**Task directions:**
Each of the records below must be reproduced exactly.

Records contained in a dataset

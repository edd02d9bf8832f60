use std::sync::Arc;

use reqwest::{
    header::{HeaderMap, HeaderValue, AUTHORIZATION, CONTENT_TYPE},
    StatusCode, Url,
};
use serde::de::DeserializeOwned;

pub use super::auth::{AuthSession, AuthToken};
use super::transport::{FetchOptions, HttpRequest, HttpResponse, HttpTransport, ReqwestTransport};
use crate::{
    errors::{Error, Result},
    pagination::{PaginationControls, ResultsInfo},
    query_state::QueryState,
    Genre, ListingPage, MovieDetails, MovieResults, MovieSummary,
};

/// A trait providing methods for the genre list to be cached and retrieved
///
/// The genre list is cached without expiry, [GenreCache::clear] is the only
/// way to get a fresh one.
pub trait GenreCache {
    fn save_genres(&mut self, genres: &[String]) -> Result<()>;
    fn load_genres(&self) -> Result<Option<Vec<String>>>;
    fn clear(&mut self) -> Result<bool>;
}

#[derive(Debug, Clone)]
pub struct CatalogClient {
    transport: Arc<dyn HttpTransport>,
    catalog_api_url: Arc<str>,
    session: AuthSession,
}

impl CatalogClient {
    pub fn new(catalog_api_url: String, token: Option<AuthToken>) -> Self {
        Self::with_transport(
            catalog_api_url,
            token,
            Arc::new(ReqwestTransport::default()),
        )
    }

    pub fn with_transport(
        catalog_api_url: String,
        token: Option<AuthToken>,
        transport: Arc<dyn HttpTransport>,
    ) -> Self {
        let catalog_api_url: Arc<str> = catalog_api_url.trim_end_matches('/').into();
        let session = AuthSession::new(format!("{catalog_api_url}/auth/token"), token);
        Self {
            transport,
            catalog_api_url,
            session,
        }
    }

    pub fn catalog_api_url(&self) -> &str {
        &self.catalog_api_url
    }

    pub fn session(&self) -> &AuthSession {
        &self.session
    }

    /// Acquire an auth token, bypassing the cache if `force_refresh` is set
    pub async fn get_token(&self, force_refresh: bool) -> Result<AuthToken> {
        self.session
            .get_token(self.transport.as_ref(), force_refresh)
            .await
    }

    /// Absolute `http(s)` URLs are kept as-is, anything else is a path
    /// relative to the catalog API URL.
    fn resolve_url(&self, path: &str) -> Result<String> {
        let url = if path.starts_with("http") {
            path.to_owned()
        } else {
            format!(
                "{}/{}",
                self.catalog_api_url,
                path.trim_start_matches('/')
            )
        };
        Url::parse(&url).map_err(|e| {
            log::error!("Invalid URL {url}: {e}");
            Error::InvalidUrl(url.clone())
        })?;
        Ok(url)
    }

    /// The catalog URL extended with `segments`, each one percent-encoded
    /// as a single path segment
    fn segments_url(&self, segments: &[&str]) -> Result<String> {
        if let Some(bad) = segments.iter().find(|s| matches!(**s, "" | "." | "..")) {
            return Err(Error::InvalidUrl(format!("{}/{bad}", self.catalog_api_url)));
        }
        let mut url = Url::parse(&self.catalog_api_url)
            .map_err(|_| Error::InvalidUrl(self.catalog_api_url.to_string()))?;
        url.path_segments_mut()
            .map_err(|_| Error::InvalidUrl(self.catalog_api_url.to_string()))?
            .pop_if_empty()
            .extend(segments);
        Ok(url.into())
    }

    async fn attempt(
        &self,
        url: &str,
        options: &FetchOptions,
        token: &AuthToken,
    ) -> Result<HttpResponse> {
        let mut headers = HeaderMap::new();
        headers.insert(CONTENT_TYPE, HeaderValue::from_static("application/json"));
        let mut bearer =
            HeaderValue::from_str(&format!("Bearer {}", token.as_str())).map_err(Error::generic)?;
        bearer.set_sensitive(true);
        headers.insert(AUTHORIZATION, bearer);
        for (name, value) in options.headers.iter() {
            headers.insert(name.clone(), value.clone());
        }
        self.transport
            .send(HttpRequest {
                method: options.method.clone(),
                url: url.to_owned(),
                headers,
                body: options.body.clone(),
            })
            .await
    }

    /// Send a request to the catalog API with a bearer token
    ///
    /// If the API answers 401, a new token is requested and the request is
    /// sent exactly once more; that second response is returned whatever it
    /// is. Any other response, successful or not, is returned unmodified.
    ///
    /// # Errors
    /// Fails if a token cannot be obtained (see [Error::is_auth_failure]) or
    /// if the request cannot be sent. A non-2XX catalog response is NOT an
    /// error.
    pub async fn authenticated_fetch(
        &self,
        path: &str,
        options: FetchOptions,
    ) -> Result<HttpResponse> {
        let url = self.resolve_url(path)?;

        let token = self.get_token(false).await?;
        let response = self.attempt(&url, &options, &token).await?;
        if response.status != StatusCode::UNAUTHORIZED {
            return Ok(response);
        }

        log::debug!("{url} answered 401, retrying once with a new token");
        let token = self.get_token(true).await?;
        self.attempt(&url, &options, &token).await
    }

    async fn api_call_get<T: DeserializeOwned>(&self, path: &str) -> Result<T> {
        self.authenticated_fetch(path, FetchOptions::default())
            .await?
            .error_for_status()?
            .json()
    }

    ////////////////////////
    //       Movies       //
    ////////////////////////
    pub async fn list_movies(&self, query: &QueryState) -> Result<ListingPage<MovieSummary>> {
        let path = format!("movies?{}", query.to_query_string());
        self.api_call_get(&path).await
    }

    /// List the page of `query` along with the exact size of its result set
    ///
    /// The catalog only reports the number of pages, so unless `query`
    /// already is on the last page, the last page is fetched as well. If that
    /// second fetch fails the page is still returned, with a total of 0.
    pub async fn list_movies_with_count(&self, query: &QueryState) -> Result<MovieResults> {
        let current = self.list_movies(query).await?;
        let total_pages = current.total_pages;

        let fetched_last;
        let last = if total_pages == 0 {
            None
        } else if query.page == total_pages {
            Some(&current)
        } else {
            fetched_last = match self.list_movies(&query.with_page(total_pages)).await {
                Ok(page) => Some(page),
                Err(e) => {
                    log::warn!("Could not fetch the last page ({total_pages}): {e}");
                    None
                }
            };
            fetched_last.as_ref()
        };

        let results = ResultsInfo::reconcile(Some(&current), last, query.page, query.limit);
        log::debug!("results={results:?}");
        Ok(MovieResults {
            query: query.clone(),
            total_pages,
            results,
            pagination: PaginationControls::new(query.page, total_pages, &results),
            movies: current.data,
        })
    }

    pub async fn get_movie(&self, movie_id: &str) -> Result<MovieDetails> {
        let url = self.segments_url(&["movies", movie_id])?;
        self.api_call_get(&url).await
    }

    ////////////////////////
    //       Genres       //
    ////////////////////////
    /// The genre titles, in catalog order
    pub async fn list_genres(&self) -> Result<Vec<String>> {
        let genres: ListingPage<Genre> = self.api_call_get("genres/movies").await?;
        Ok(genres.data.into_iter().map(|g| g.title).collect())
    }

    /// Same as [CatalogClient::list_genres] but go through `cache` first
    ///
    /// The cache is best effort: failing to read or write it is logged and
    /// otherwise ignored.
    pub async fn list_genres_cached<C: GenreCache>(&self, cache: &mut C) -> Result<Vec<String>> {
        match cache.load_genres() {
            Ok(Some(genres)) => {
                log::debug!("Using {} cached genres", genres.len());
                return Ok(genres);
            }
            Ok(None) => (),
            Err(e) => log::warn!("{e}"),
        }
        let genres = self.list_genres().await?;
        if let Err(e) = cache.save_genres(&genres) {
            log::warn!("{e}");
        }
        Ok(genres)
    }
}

**Response area:**
repository edd02d9bf8832f60
use std::sync::Arc;

use reqwest::{
    header::{HeaderMap, HeaderValue, AUTHORIZATION, CONTENT_TYPE},
    StatusCode, Url,
};
use serde::de::DeserializeOwned;

pub use super::auth::{AuthSession, AuthToken};
use super::transport::{FetchOptions, HttpRequest, HttpResponse, HttpTransport, ReqwestTransport};
use crate::{
    errors::{Error, Result},
    pagination::{PaginationControls, ResultsInfo},
    query_state::QueryState,
    Genre, ListingPage, MovieDetails, MovieResults, MovieSummary,
};

/// A trait providing methods for the genre list to be cached and retrieved
///
/// The genre list is cached without expiry, [GenreCache::clear] is the only
/// way to get a fresh one.
pub trait GenreCache {
    fn save_genres(&mut self, genres: &[String]) -> Result<()>;
    fn load_genres(&self) -> Result<Option<Vec<String>>>;
    fn clear(&mut self) -> Result<bool>;
}

#[derive(Debug, Clone)]
pub struct CatalogClient {
    transport: Arc<dyn HttpTransport>,
    catalog_api_url: Arc<str>,
    session: AuthSession,
}

impl CatalogClient {
    pub fn new(catalog_api_url: String, token: Option<AuthToken>) -> Self {
        Self::with_transport(
            catalog_api_url,
            token,
            Arc::new(ReqwestTransport::default()),
        )
    }

    pub fn with_transport(
        catalog_api_url: String,
        token: Option<AuthToken>,
        transport: Arc<dyn HttpTransport>,
    ) -> Self {
        let catalog_api_url: Arc<str> = catalog_api_url.trim_end_matches('/').into();
        let session = AuthSession::new(format!("{catalog_api_url}/auth/token"), token);
        Self {
            transport,
            catalog_api_url,
            session,
        }
    }

    pub fn catalog_api_url(&self) -> &str {
        &self.catalog_api_url
    }

    pub fn session(&self) -> &AuthSession {
        &self.session
    }

    /// Acquire an auth token, bypassing the cache if `force_refresh` is set
    pub async fn get_token(&self, force_refresh: bool) -> Result<AuthToken> {
        self.session
            .get_token(self.transport.as_ref(), force_refresh)
            .await
    }

    /// Absolute `http(s)` URLs are kept as-is, anything else is a path
    /// relative to the catalog API URL.
    fn resolve_url(&self, path: &str) -> Result<String> {
        let url = if path.starts_with("http") {
            path.to_owned()
        } else {
            format!(
                "{}/{}",
                self.catalog_api_url,
                path.trim_start_matches('/')
            )
        };
        Url::parse(&url).map_err(|e| {
            log::error!("Invalid URL {url}: {e}");
            Error::InvalidUrl(url.clone())
        })?;
        Ok(url)
    }

    /// The catalog URL extended with `segments`, each one percent-encoded
    /// as a single path segment
    fn segments_url(&self, segments: &[&str]) -> Result<String> {
        if let Some(bad) = segments.iter().find(|s| matches!(**s, "" | "." | "..")) {
            return Err(Error::InvalidUrl(format!("{}/{bad}", self.catalog_api_url)));
        }
        let mut url = Url::parse(&self.catalog_api_url)
            .map_err(|_| Error::InvalidUrl(self.catalog_api_url.to_string()))?;
        url.path_segments_mut()
            .map_err(|_| Error::InvalidUrl(self.catalog_api_url.to_string()))?
            .pop_if_empty()
            .extend(segments);
        Ok(url.into())
    }

    async fn attempt(
        &self,
        url: &str,
        options: &FetchOptions,
        token: &AuthToken,
    ) -> Result<HttpResponse> {
        let mut headers = HeaderMap::new();
        headers.insert(CONTENT_TYPE, HeaderValue::from_static("application/json"));
        let mut bearer =
            HeaderValue::from_str(&format!("Bearer {}", token.as_str())).map_err(Error::generic)?;
        bearer.set_sensitive(true);
        headers.insert(AUTHORIZATION, bearer);
        for (name, value) in options.headers.iter() {
            headers.insert(name.clone(), value.clone());
        }
        self.transport
            .send(HttpRequest {
                method: options.method.clone(),
                url: url.to_owned(),
                headers,
                body: options.body.clone(),
            })
            .await
    }

    /// Send a request to the catalog API with a bearer token
    ///
    /// If the API answers 401, a new token is requested and the request is
    /// sent exactly once more; that second response is returned whatever it
    /// is. Any other response, successful or not, is returned unmodified.
    ///
    /// # Errors
    /// Fails if a token cannot be obtained (see [Error::is_auth_failure]) or
    /// if the request cannot be sent. A non-2XX catalog response is NOT an
    /// error.
    pub async fn authenticated_fetch(
        &self,
        path: &str,
        options: FetchOptions,
    ) -> Result<HttpResponse> {
        let url = self.resolve_url(path)?;

        let token = self.get_token(false).await?;
        let response = self.attempt(&url, &options, &token).await?;
        if response.status != StatusCode::UNAUTHORIZED {
            return Ok(response);
        }

        log::debug!("{url} answered 401, retrying once with a new token");
        let token = self.get_token(true).await?;
        self.attempt(&url, &options, &token).await
    }

    async fn api_call_get<T: DeserializeOwned>(&self, path: &str) -> Result<T> {
        self.authenticated_fetch(path, FetchOptions::default())
            .await?
            .error_for_status()?
            .json()
    }

    ////////////////////////
    //       Movies       //
    ////////////////////////
    pub async fn list_movies(&self, query: &QueryState) -> Result<ListingPage<MovieSummary>> {
        let path = format!("movies?{}", query.to_query_string());
        self.api_call_get(&path).await
    }

    /// List the page of `query` along with the exact size of its result set
    ///
    /// The catalog only reports the number of pages, so unless `query`
    /// already is on the last page, the last page is fetched as well. If that
    /// second fetch fails the page is still returned, with a total of 0.
    pub async fn list_movies_with_count(&self, query: &QueryState) -> Result<MovieResults> {
        let current = self.list_movies(query).await?;
        let total_pages = current.total_pages;

        let fetched_last;
        let last = if total_pages == 0 {
            None
        } else if query.page == total_pages {
            Some(&current)
        } else {
            fetched_last = match self.list_movies(&query.with_page(total_pages)).await {
                Ok(page) => Some(page),
                Err(e) => {
                    log::warn!("Could not fetch the last page ({total_pages}): {e}");
                    None
                }
            };
            fetched_last.as_ref()
        };

        let results = ResultsInfo::reconcile(Some(&current), last, query.page, query.limit);
        log::debug!("results={results:?}");
        Ok(MovieResults {
            query: query.clone(),
            total_pages,
            results,
            pagination: PaginationControls::new(query.page, total_pages, &results),
            movies: current.data,
        })
    }

    pub async fn get_movie(&self, movie_id: &str) -> Result<MovieDetails> {
        let url = self.segments_url(&["movies", movie_id])?;
        self.api_call_get(&url).await
    }

    ////////////////////////
    //       Genres       //
    ////////////////////////
    /// The genre titles, in catalog order
    pub async fn list_genres(&self) -> Result<Vec<String>> {
        let genres: ListingPage<Genre> = self.api_call_get("genres/movies").await?;
        Ok(genres.data.into_iter().map(|g| g.title).collect())
    }

    /// Same as [CatalogClient::list_genres] but go through `cache` first
    ///
    /// The cache is best effort: failing to read or write it is logged and
    /// otherwise ignored.
    pub async fn list_genres_cached<C: GenreCache>(&self, cache: &mut C) -> Result<Vec<String>> {
        match cache.load_genres() {
            Ok(Some(genres)) => {
                log::debug!("Using {} cached genres", genres.len());
                return Ok(genres);
            }
            Ok(None) => (),
            Err(e) => log::warn!("{e}"),
        }
        let genres = self.list_genres().await?;
        if let Err(e) = cache.save_genres(&genres) {
            log::warn!("{e}");
        }
        Ok(genres)
    }
}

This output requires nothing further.